Required action:
What lines below include the word "slice"? Copy each one.

[Data excerpts]
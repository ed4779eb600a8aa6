//! Uniform adapters over dust-survey maps
//!
//! A [`MapAdapter`] is what a simulated population holds for each dust map it
//! needs. Opening one resolves the identifier in the registry, makes sure the
//! survey data is installed, and picks up the shared backend from the
//! context's cache. After that the adapter answers position (and, for 3-D
//! maps, distance) lookups.
//!
//! Adapters are evaluated in one of two modes, fixed when they are opened:
//!
//! * [`EvaluationMode::Deferred`] - `update` stores a [`SightLine`] that the
//!   caller evaluates at every distance slice along the current line of sight
//! * [`EvaluationMode::Immediate`] - `update` evaluates at the given radius
//!   and stores the number
//!
//! ```no_run
//! use std::sync::Arc;
//!
//! use extinction::backend::{BackendError, BackendKind, DustQuery, Options};
//! use extinction::{EvaluationMode, ExtinctionConfig, MapContext, SkyPosition};
//!
//! struct Uniform;
//!
//! impl DustQuery for Uniform {
//!     fn query(&self, position: &SkyPosition, _options: &Options) -> Result<f64, BackendError> {
//!         Ok(0.1 * position.distance_kpc().unwrap_or(1.0))
//!     }
//! }
//!
//! let factory = |_: &BackendKind, _: &Options| -> Result<Arc<dyn DustQuery>, BackendError> {
//!     Ok(Arc::new(Uniform))
//! };
//!
//! let context = MapContext::from_config(&ExtinctionConfig::default(), factory);
//! let mut map = context.open_with_mode("bayestar", EvaluationMode::Deferred)?;
//! map.update_line_of_sight(30.0, 5.0)?;
//! map.update(0.5)?;
//! if let Some(sight_line) = map.sight_line() {
//!     let e_bv_at_2kpc = sight_line.evaluate(2.0)?;
//!     println!("E(B-V) at 2 kpc: {e_bv_at_2kpc}");
//! }
//! # Ok::<(), extinction::ExtinctionError>(())
//! ```

mod context;
mod lookup;
mod state;

use std::sync::Arc;

use log::debug;
use ndarray::{Array1, ArrayView1};

pub use context::MapContext;
pub use state::{EvaluationMode, ExtinctionState, SightLine};

use crate::backend::BackendHandle;
use crate::error::{ConfigurationError, Result};
use crate::registry::{Dimensionality, MapQuantity, MapRegistryEntry};
use crate::sky::SkyPosition;
use lookup::MapQuery;

/// Per-population view of one dust map.
pub struct MapAdapter {
    entry: MapRegistryEntry,
    query: Arc<MapQuery>,
    mode: EvaluationMode,
    line_of_sight: Option<(f64, f64)>,
    state: ExtinctionState,
}

impl MapAdapter {
    /// Open the map `identifier` in `context`.
    ///
    /// # Errors
    /// * Configuration error if the identifier is unknown
    /// * Unsupported feature if the identifier is reserved
    /// * Data unavailable if the survey data is missing and cannot be fetched
    /// * Backend error if the backend cannot be constructed
    pub fn new(identifier: &str, mode: EvaluationMode, context: &MapContext) -> Result<Self> {
        let entry = context.registry().resolve(identifier)?.clone();
        let backend = context.backend_for(&entry)?;

        debug!(
            "Opened dustmaps.{identifier} ({}, returns {}, {:?} mode)",
            entry.dimensionality(),
            entry.returns(),
            mode
        );

        let query = Arc::new(MapQuery::new(
            identifier,
            entry.dimensionality(),
            backend,
            entry.query_options().clone(),
        ));

        Ok(Self {
            entry,
            query,
            mode,
            line_of_sight: None,
            state: ExtinctionState::Empty,
        })
    }

    /// Display name, `dustmaps.<identifier>`
    pub fn name(&self) -> String {
        format!("dustmaps.{}", self.entry.identifier())
    }

    pub fn identifier(&self) -> &str {
        self.entry.identifier()
    }

    pub fn entry(&self) -> &MapRegistryEntry {
        &self.entry
    }

    pub fn mode(&self) -> EvaluationMode {
        self.mode
    }

    pub fn dimensionality(&self) -> Dimensionality {
        self.entry.dimensionality()
    }

    pub fn is_3d(&self) -> bool {
        self.entry.is_3d()
    }

    /// Label of the returned quantity, e.g. "E(B-V)"
    pub fn returns(&self) -> &str {
        self.entry.returns()
    }

    pub fn quantity(&self) -> MapQuantity {
        self.entry.quantity()
    }

    /// Reference wavelength(s) in µm; the second is present for color excesses
    pub fn reference_wavelengths(&self) -> (f64, Option<f64>) {
        let quantity = self.entry.quantity();
        (
            quantity.reference_wavelength(),
            quantity.second_reference_wavelength(),
        )
    }

    /// The shared backend this adapter queries
    pub fn backend(&self) -> &BackendHandle {
        self.query.backend()
    }

    /// Read the map at one position.
    ///
    /// `distance_kpc` is required for 3-D maps and ignored for 2-D ones.
    pub fn lookup(&self, l_deg: f64, b_deg: f64, distance_kpc: Option<f64>) -> Result<f64> {
        self.query.lookup(l_deg, b_deg, distance_kpc)
    }

    /// Read the map at many positions. Inputs of length 1 broadcast.
    pub fn lookup_many(
        &self,
        l_deg: ArrayView1<f64>,
        b_deg: ArrayView1<f64>,
        distance_kpc: Option<ArrayView1<f64>>,
    ) -> Result<Array1<f64>> {
        self.query.lookup_many(l_deg, b_deg, distance_kpc)
    }

    /// Set the current line of sight used by [`MapAdapter::update`].
    pub fn update_line_of_sight(&mut self, l_deg: f64, b_deg: f64) -> Result<()> {
        SkyPosition::galactic(l_deg, b_deg)?;
        self.line_of_sight = Some((l_deg, b_deg));
        Ok(())
    }

    pub fn line_of_sight(&self) -> Option<(f64, f64)> {
        self.line_of_sight
    }

    /// Refresh the extinction state for the slice at `radius_kpc`.
    ///
    /// In deferred mode the radius is not used; the stored sight line takes
    /// distances when evaluated. On error the previous state is kept.
    pub fn update(&mut self, radius_kpc: f64) -> Result<()> {
        let (l_deg, b_deg) = self
            .line_of_sight
            .ok_or_else(|| ConfigurationError::NoLineOfSight {
                identifier: self.identifier().to_string(),
            })?;

        self.state = match self.mode {
            EvaluationMode::Deferred => {
                ExtinctionState::Pending(SightLine::new(Arc::clone(&self.query), l_deg, b_deg))
            }
            EvaluationMode::Immediate => {
                ExtinctionState::Resolved(self.query.lookup(l_deg, b_deg, Some(radius_kpc))?)
            }
        };
        Ok(())
    }

    /// What the last update stored
    pub fn state(&self) -> &ExtinctionState {
        &self.state
    }

    /// Value stored by an immediate update
    pub fn resolved_value(&self) -> Option<f64> {
        self.state.value()
    }

    /// Sight line stored by a deferred update
    pub fn sight_line(&self) -> Option<&SightLine> {
        self.state.sight_line()
    }
}

impl std::fmt::Debug for MapAdapter {
    fn fmt(&self, f: &mut std::fmt::Formatter<'_>) -> std::fmt::Result {
        f.debug_struct("MapAdapter")
            .field("map", &self.name())
            .field("mode", &self.mode)
            .field("line_of_sight", &self.line_of_sight)
            .field("state", &self.state)
            .finish()
    }
}

#[cfg(test)]
mod tests {
    use super::*;
    use crate::backend::{BackendError, BackendKind, DustQuery, Options};
    use crate::dataset::{DatasetStore, FetchError};
    use crate::registry::MapRegistry;
    use approx::assert_relative_eq;
    use std::path::PathBuf;

    /// Value depends on every coordinate, so distance sensitivity is visible
    struct Gradient;

    impl DustQuery for Gradient {
        fn query(&self, position: &SkyPosition, _options: &Options) -> std::result::Result<f64, BackendError> {
            Ok(0.01 * position.l_deg() + 0.1 * position.b_deg() + position.distance_kpc().unwrap_or(0.0))
        }
    }

    struct Installed;

    impl DatasetStore for Installed {
        fn is_present(&self, _identifier: &str) -> bool {
            true
        }

        fn fetch(&self, _identifier: &str) -> std::result::Result<PathBuf, FetchError> {
            Err(FetchError::Disabled)
        }

        fn location(&self, identifier: &str) -> PathBuf {
            PathBuf::from("/data").join(identifier)
        }
    }

    fn context() -> MapContext {
        let factory = |_kind: &BackendKind, _options: &Options| -> std::result::Result<Arc<dyn DustQuery>, BackendError> {
            Ok(Arc::new(Gradient))
        };
        MapContext::new(MapRegistry::builtin(), factory, Installed)
    }

    #[test]
    fn test_metadata_from_entry() {
        let ctx = context();
        let map = ctx.open("marshall").unwrap();
        assert_eq!(map.name(), "dustmaps.marshall");
        assert!(map.is_3d());
        assert_eq!(map.returns(), "A_Ks");
        assert_eq!(map.reference_wavelengths(), (2.152, None));
        assert_eq!(map.mode(), EvaluationMode::Deferred);

        let sfd = ctx.open("sfd").unwrap();
        assert_eq!(sfd.dimensionality(), Dimensionality::TwoD);
        assert_eq!(sfd.reference_wavelengths(), (0.493, Some(0.551)));
    }

    #[test]
    fn test_update_requires_line_of_sight() {
        let ctx = context();
        let mut map = ctx.open_with_mode("bayestar", EvaluationMode::Immediate).unwrap();
        let err = map.update(1.0).unwrap_err();
        assert!(err.is_configuration());
        assert!(matches!(map.state(), ExtinctionState::Empty));
    }

    #[test]
    fn test_immediate_update_resolves() {
        let ctx = context();
        let mut map = ctx.open_with_mode("bayestar", EvaluationMode::Immediate).unwrap();
        map.update_line_of_sight(30.0, 5.0).unwrap();
        map.update(2.0).unwrap();

        let expected = map.lookup(30.0, 5.0, Some(2.0)).unwrap();
        assert!(map.state().is_resolved());
        assert_relative_eq!(map.resolved_value().unwrap(), expected);
        assert!(map.sight_line().is_none());
    }

    #[test]
    fn test_deferred_update_stores_sight_line() {
        let ctx = context();
        let mut map = ctx.open_with_mode("bayestar", EvaluationMode::Deferred).unwrap();
        map.update_line_of_sight(30.0, 5.0).unwrap();
        map.update(2.0).unwrap();

        let sight_line = map.state().sight_line().unwrap();
        assert_eq!((sight_line.l_deg(), sight_line.b_deg()), (30.0, 5.0));
        for distance in [0.1, 2.0, 7.5] {
            assert_relative_eq!(
                sight_line.evaluate(distance).unwrap(),
                map.lookup(30.0, 5.0, Some(distance)).unwrap()
            );
        }
        assert!(map.state().value().is_none());
    }

    #[test]
    fn test_failed_immediate_update_keeps_state() {
        let ctx = context();
        let mut map = ctx.open_with_mode("chen2014", EvaluationMode::Immediate).unwrap();
        map.update_line_of_sight(10.0, 0.0).unwrap();
        map.update(1.0).unwrap();

        assert!(map.update(-3.0).is_err());
        assert_relative_eq!(map.state().value().unwrap(), 1.1, epsilon = 1e-12);
    }

    #[test]
    fn test_invalid_line_of_sight_rejected() {
        let ctx = context();
        let mut map = ctx.open("sfd").unwrap();
        assert!(map.update_line_of_sight(10.0, 120.0).is_err());
        assert!(map.line_of_sight().is_none());
    }
}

Exercise response:
//!   caller evaluates at every distance slice along the current line of sight
    /// Refresh the extinction state for the slice at `radius_kpc`.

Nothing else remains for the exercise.